To stop the financial bleeding, the president, he said, should seek a total cancellation of the commitment fee attached to the loan and also seek a cutback on the “complicated” disbursement mechanism.

“I think the commitment fee should be completely cancelled,” Dr. Akoto Osei said. “It is not typical for commercial loans. They need to also renegotiate the conditions for disbursement.

For example, if you go to the capital market to raise money, as soon as the transaction is completed, within two days the money is available. In this case it has not come. The conditions for disbursement are too complicated. They need to renegotiate it, otherwise we are in trouble.”

He also worried that government's capital expenditure plans for 2014 will be derailed if the loan's disbursement mechanism is not reviewed.

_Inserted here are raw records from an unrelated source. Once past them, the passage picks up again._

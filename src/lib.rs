// src/lib.rs
// 依存関係の推移的依存により複数のバージョンが混在するための抑制
// windows-sys: clap 系と env_logger 系で版が分かれる
#![allow(clippy::multiple_crate_versions)]

use anyhow::{Context, Result};
use clap::Parser;

use docs_conf_infra::buildlog::ConsoleBuildLog;
use docs_conf_infra::environment;
use docs_conf_infra::vcs::GitTagDescriber;
use docs_conf_ports::vcs::TagQuery;
use docs_conf_usecase::{LoadConfigInput, LoadDocsConfig};

pub mod args;
pub mod config;
pub mod options;
pub mod presentation;

use crate::args::Args;
use crate::config::Config;

pub const VERSION: &str = env!("CARGO_PKG_VERSION");

/// Parses the command line and performs one configuration load.
pub fn run() -> Result<()> {
    let args = Args::parse();
    let config = Config::try_from(args).context("building invocation settings")?;
    run_with_config(config)
}

pub fn run_with_config(config: Config) -> Result<()> {
    let describer = GitTagDescriber::new();
    let build_log = ConsoleBuildLog::new();
    let format = config.format;

    let input = LoadConfigInput {
        query: TagQuery { repo_dir: config.repo_dir },
        host: environment::read_build_host(),
        project: config.project,
        copyright: config.copyright,
        author: config.author,
        master_doc: config.master_doc,
        extensions: config.extensions,
        templates_path: config.templates_path,
        exclude_patterns: config.exclude_patterns,
        html_theme: config.html_theme,
        html_static_path: config.html_static_path,
        html_logo: config.html_logo,
    };

    log::debug!("resolving configuration in {}", input.query.repo_dir.display());

    let resolved = LoadDocsConfig::new(&describer, &build_log)
        .run(&input)
        .context("loading documentation configuration")?;

    presentation::print_config(&resolved, format)?;
    Ok(())
}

“If you look at our domestic expenditure, over US$4billion or so is foreign-financed, and the majority is coming from the Chinese loan. So if it does not come, those investments will not happen,” the Minority MP for Tafo in the Ashanti Region told the B&FT.

“And if you look at the experience for the past two years, only US$600million has come and Ghana is expecting about US$1.6billion to come from the Chinese loan this year. Any delay means that all those projects cannot materialise. It does not help us,” he added.

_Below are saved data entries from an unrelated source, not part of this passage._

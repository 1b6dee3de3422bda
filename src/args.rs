// src/args.rs
use crate::options::OutputFormat;
use clap::{Args as ClapArgs, Parser, ValueHint};
use docs_conf_domain::options::{Extension, HtmlTheme};
use std::path::PathBuf;

#[derive(Parser, Debug)]
#[command(
    name = "docs_conf",
    version,
    about = "ドキュメントビルド設定の解決ツール (git タグから release を導出)"
)]
pub struct Args {
    #[command(flatten)]
    pub output: OutputOptions,

    #[command(flatten)]
    pub project: ProjectOptions,

    #[command(flatten)]
    pub source: SourceOptions,

    #[command(flatten)]
    pub html: HtmlOptions,

    /// リリース解決に使うリポジトリ (省略時はカレントディレクトリ)
    #[arg(value_hint = ValueHint::DirPath, help_heading = "入力")]
    pub repo_dir: Option<PathBuf>,
}

#[derive(ClapArgs, Debug)]
pub struct OutputOptions {
    /// 出力フォーマット
    #[arg(long, value_enum, default_value = "table", help_heading = "出力")]
    pub format: OutputFormat,
}

#[derive(ClapArgs, Debug)]
pub struct ProjectOptions {
    /// プロジェクト名
    #[arg(long, default_value = "Authentik-Manager", help_heading = "プロジェクト")]
    pub project: String,

    /// 著作権表記
    #[arg(long, default_value = "2023, George Onoufriou", help_heading = "プロジェクト")]
    pub copyright: String,

    /// 著者名
    #[arg(long, default_value = "George Onoufriou", help_heading = "プロジェクト")]
    pub author: String,

    /// ルートドキュメント名
    #[arg(long, default_value = "index", help_heading = "プロジェクト")]
    pub master_doc: String,
}

#[derive(ClapArgs, Debug)]
pub struct SourceOptions {
    /// 有効にする Sphinx 拡張 (カンマ区切り, 省略時は既定セット)
    #[arg(long = "extension", value_delimiter = ',', help_heading = "ソース")]
    pub extensions: Vec<Extension>,

    /// テンプレート探索パス (カンマ区切り)
    #[arg(long, value_delimiter = ',', value_hint = ValueHint::DirPath, help_heading = "ソース")]
    pub templates_path: Vec<PathBuf>,

    /// 除外する glob パターン (カンマ区切り)
    #[arg(long, value_delimiter = ',', help_heading = "ソース")]
    pub exclude: Vec<String>,
}

#[derive(ClapArgs, Debug)]
pub struct HtmlOptions {
    /// HTML テーマ
    #[arg(long = "html-theme", default_value = "pydata_sphinx_theme", help_heading = "HTML")]
    pub theme: HtmlTheme,

    /// 静的ファイルの探索パス (カンマ区切り)
    #[arg(long = "html-static-path", value_delimiter = ',', value_hint = ValueHint::DirPath, help_heading = "HTML")]
    pub static_path: Vec<PathBuf>,

    /// ロゴ画像
    #[arg(long = "html-logo", value_hint = ValueHint::FilePath, help_heading = "HTML")]
    pub logo: Option<PathBuf>,
}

Only “a head-of-state to head-of-state negotiation”, he believes, is the way out for the country.

A Deputy Minister of Finance, Kweku Ricketts-Hagan, however told the B&FT that much as things could have been better with the benefit of hindsight, “the negotiators [of the CDB loan] did the best they could at the time”, and that the country will have to honour its side of the bargain.

“ I agree that we needs to expedite the loan, but I don't think renegotiating the agreement is what needs to happen. What we need to do is tie-off the necessary loose-ends. It is part of the reason the Chinese Foreign Minister was here last week, and he met with the President and the Minister of Finance on the issue,” the Deputy Minister said.

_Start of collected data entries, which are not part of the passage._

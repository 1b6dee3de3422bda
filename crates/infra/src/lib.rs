// crates/infra/src/lib.rs
#![allow(clippy::multiple_crate_versions)]

pub mod buildlog;
pub mod environment;
pub mod vcs;
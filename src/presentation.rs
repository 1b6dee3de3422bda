// src/presentation.rs
use crate::options::OutputFormat;
use docs_conf_domain::config::DocsConfig;
use docs_conf_shared_kernel::Result;
use docs_conf_usecase::ResolvedConfigDto;
use std::path::PathBuf;

pub fn print_config(config: &DocsConfig, format: OutputFormat) -> Result<()> {
    let dto = ResolvedConfigDto::from(config);

    match format {
        OutputFormat::Json => print_json(&dto),
        OutputFormat::Yaml => print_yaml(&dto),
        OutputFormat::Table => {
            print_table(&dto);
            Ok(())
        }
    }
}

fn print_table(dto: &ResolvedConfigDto) {
    // Print version header
    println!("docs_conf v{} · theme={}", crate::VERSION, dto.html_theme);
    println!();

    // Print column header
    println!("    SETTING           VALUE");
    println!("----------------------------------------------");

    let rows = table_rows(dto);
    for (setting, value) in &rows {
        println!("    {setting:<18}{value}");
    }

    println!("---");

    // Print completion message
    println!();
    println!("[docs_conf] Completed: {} settings resolved.", rows.len());
}

fn table_rows(dto: &ResolvedConfigDto) -> Vec<(&'static str, String)> {
    let mut rows = vec![
        ("project", dto.project.clone()),
        ("copyright", dto.copyright.clone()),
        ("author", dto.author.clone()),
        ("master_doc", dto.master_doc.clone()),
        ("release", dto.release.clone()),
        ("extensions", join_or_none(&dto.extensions)),
        ("templates_path", join_paths(&dto.templates_path)),
        ("exclude_patterns", join_or_none(&dto.exclude_patterns)),
        ("html_theme", dto.html_theme.clone()),
        ("html_static_path", join_paths(&dto.html_static_path)),
    ];

    if let Some(logo) = &dto.html_logo {
        rows.push(("html_logo", logo.display().to_string()));
    }

    rows
}

fn join_or_none(values: &[String]) -> String {
    if values.is_empty() {
        "(none)".to_string()
    } else {
        values.join(", ")
    }
}

fn join_paths(paths: &[PathBuf]) -> String {
    if paths.is_empty() {
        return "(none)".to_string();
    }

    paths
        .iter()
        .map(|p| p.display().to_string())
        .collect::<Vec<_>>()
        .join(", ")
}

fn print_json(dto: &ResolvedConfigDto) -> Result<()> {
    let json = serde_json::to_string_pretty(dto)?;
    println!("{json}");
    Ok(())
}

fn print_yaml(dto: &ResolvedConfigDto) -> Result<()> {
    let yaml = serde_yaml::to_string(dto)?;
    println!("{yaml}");
    Ok(())
}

“It's true that having signed the agreement a couple of years ago, we would expect that by now we should have drawn down a significant amount. But after the main agreement, there were some consequential agreements that had to be signed.

We have to understand that the projects also require project preparation before we can draw down the facility. If you don't undertake the project preparation,you can't drawn down the loan," he added.

The country is said to have paid some US$54million already as commitment fee when only US$600million of the US$3billion loan has been secured since the agreement was signed in 2011.

Delays in releasing a US $75million component of the project in the Western region has forced contractors to postpone the date of completion a number of times.

The situation forced President Mahama to ask the Finance minister a couple of months back to explore other sources of funding for the gas project, which is needed to boost gas supply to the power sector.

We need the loan badly for all the infrastructural development including our gas projects in the Western Region, some major roads and many more. However we need to take care of the bottlenecks to accessing the loans. The time to act on this by government and the opposition and everyone concerned is now.